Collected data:
BEGIN

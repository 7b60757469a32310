//! Error types for the ElGamal library

use thiserror::Error;

pub type Result<T> = std::result::Result<T, ElGamalError>;

#[derive(Error, Debug, Clone, PartialEq, Eq)]
pub enum ElGamalError {
    /// Randomness failure or an exhausted parameter search. Retry or abort.
    #[error("Generation failed: {0}")]
    Generation(String),

    /// Plaintext is not in `[0, p)`.
    #[error("Message is larger than the public key modulus")]
    MessageTooLarge,

    /// A ciphertext component is not in `[0, p)`.
    #[error("Cipher is larger than the public key modulus")]
    CipherTooLarge,

    /// The shared secret has no inverse modulo `p`.
    #[error("Invalid private key")]
    InvalidKey,

    #[error("Empty list provided for batch operation")]
    EmptyBatch,

    #[error("Invalid parameter: {0}")]
    InvalidParameter(String),
}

END

WORK INSTRUCTION: If a line in the entries contains "String", copy it.

THE ANSWER:
    Generation(String),
    InvalidParameter(String),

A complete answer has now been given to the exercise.